About this task:
Could you set down exactly the lines of the data below, starting at the one that holds "pub const DEFAULT_KEY_TURN_RATE: f32 = 40.0;" and ending at the one that holds "length in tiles", both included, and only those?
Start of Dataset entries
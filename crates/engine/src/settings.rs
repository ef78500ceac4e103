//! Settings and preferences
//!
//! Loaded from an optional JSON file; every field has a default so a file
//! only needs the values it changes.

use std::path::Path;

use serde::{Deserialize, Serialize};

use crate::core::{ConfigError, GridMap, PlayerState, RenderConfig, BUILTIN_SOLID};
use crate::error::SettingsError;
use crate::frame_loop::World;
use crate::types::{
    DEFAULT_FOV, DEFAULT_MOUSE_SENSITIVITY, DEFAULT_PLAYER_SPEED, DEFAULT_RENDER_DISTANCE,
    DEFAULT_SPAWN,
};

/// Key-release fallback for terminals that never report releases.
pub const DEFAULT_KEY_RELEASE_TIMEOUT_MS: u32 = 200;

/// Pointer units per terminal cell of mouse motion.
pub const DEFAULT_POINTER_CELL_SCALE: f32 = 30.0;

/// Pointer units per arrow-key turn event.
pub const DEFAULT_KEY_TURN_RATE: f32 = 40.0;

/// An authored map: ASCII rows plus the symbols that block.
#[derive(Debug, Clone, PartialEq, Serialize, Deserialize)]
pub struct MapSettings {
    pub rows: Vec<String>,
    pub solid: String,
}

/// Game settings/preferences
#[derive(Debug, Clone, PartialEq, Serialize, Deserialize)]
#[serde(default)]
pub struct Settings {
    // === Camera ===
    /// Horizontal field of view in degrees
    pub fov_degrees: f32,
    /// Max ray length in tiles
    pub render_distance: f32,
    /// Pointer delta to turn-rate scale
    pub mouse_sensitivity: f32,

    // === Player ===
    /// Tiles per second
    pub player_speed: f32,
    pub spawn: [f32; 2],
    /// Facing at spawn, degrees (0 faces +y)
    pub spawn_angle_degrees: f32,

    // === Frame ===
    /// Optional frame-rate cap
    pub max_fps: Option<u32>,
    /// FPS overlay in the top-left corner
    pub show_fps: bool,

    // === Terminal input ===
    pub key_release_timeout_ms: u32,
    pub pointer_cell_scale: f32,
    pub key_turn_rate: f32,

    /// Custom level; the built-in map when absent
    pub map: Option<MapSettings>,
}

impl Default for Settings {
    fn default() -> Self {
        Self {
            fov_degrees: DEFAULT_FOV.to_degrees(),
            render_distance: DEFAULT_RENDER_DISTANCE,
            mouse_sensitivity: DEFAULT_MOUSE_SENSITIVITY,

            player_speed: DEFAULT_PLAYER_SPEED,
            spawn: [DEFAULT_SPAWN.0, DEFAULT_SPAWN.1],
            spawn_angle_degrees: 0.0,

            max_fps: None,
            show_fps: true,

            key_release_timeout_ms: DEFAULT_KEY_RELEASE_TIMEOUT_MS,
            pointer_cell_scale: DEFAULT_POINTER_CELL_SCALE,
            key_turn_rate: DEFAULT_KEY_TURN_RATE,

            map: None,
        }
    }
}

impl Settings {
    pub fn from_json(json: &str) -> Result<Self, serde_json::Error> {
        serde_json::from_str(json)
    }

    /// Load settings from a JSON file.
    pub fn load(path: &Path) -> Result<Self, SettingsError> {
        let json = std::fs::read_to_string(path).map_err(|source| SettingsError::Io {
            path: path.to_path_buf(),
            source,
        })?;
        let settings = Self::from_json(&json).map_err(|source| SettingsError::Parse {
            path: path.to_path_buf(),
            source,
        })?;
        log::info!("Loaded settings from {}", path.display());
        Ok(settings)
    }

    pub fn render_config(&self) -> Result<RenderConfig, ConfigError> {
        RenderConfig::new(
            self.fov_degrees.to_radians(),
            self.render_distance,
            self.mouse_sensitivity,
        )
    }

    pub fn build_map(&self) -> Result<GridMap, ConfigError> {
        match &self.map {
            Some(m) => GridMap::from_rows(m.rows.as_slice(), m.solid.as_bytes()),
            None => Ok(GridMap::builtin()),
        }
    }

    /// Validate everything and assemble the world the frame loop owns.
    pub fn build_world(&self) -> Result<World, ConfigError> {
        let config = self.render_config()?;
        let map = self.build_map()?;
        let player = PlayerState::spawn(
            &map,
            self.spawn[0],
            self.spawn[1],
            self.spawn_angle_degrees.to_radians(),
            self.player_speed,
        )?;
        Ok(World {
            map,
            player,
            config,
        })
    }

    /// Minimum frame time implied by `max_fps`.
    pub fn frame_cap_ms(&self) -> Option<u64> {
        self.max_fps
            .filter(|&fps| fps > 0)
            .map(|fps| (1000 / fps as u64).max(1))
    }

    /// Settings file with the built-in level spelled out, as a starting point.
    pub fn example_json() -> String {
        let settings = Settings {
            map: Some(MapSettings {
                rows: GridMap::builtin_rows().iter().map(|r| r.to_string()).collect(),
                solid: String::from_utf8_lossy(&BUILTIN_SOLID).into_owned(),
            }),
            ..Settings::default()
        };
        serde_json::to_string_pretty(&settings).unwrap_or_default()
    }
}

#[cfg(test)]
mod tests {
    use super::*;

    #[test]
    fn empty_object_gives_defaults() {
        assert_eq!(Settings::from_json("{}").unwrap(), Settings::default());
    }

    #[test]
    fn default_world_uses_builtin_map_and_spawn() {
        let world = Settings::default().build_world().unwrap();
        assert_eq!(world.map, GridMap::builtin());
        assert_eq!(world.player.position(), (10.0, 10.0));
        assert_eq!(world.player.angle, 0.0);
    }

    #[test]
    fn example_json_round_trips_to_the_same_world() {
        let s = Settings::from_json(&Settings::example_json()).unwrap();
        let world = s.build_world().unwrap();
        assert_eq!(world.map, GridMap::builtin());
    }

    #[test]
    fn frame_cap_ignores_zero() {
        let mut s = Settings::default();
        assert_eq!(s.frame_cap_ms(), None);
        s.max_fps = Some(0);
        assert_eq!(s.frame_cap_ms(), None);
        s.max_fps = Some(30);
        assert_eq!(s.frame_cap_ms(), Some(33));
    }
}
End of Dataset entries
Solution:
pub const DEFAULT_KEY_TURN_RATE: f32 = 40.0;

/// An authored map: ASCII rows plus the symbols that block.
#[derive(Debug, Clone, PartialEq, Serialize, Deserialize)]
pub struct MapSettings {
    pub rows: Vec<String>,
    pub solid: String,
}

/// Game settings/preferences
#[derive(Debug, Clone, PartialEq, Serialize, Deserialize)]
#[serde(default)]
pub struct Settings {
    // === Camera ===
    /// Horizontal field of view in degrees
    pub fov_degrees: f32,
    /// Max ray length in tiles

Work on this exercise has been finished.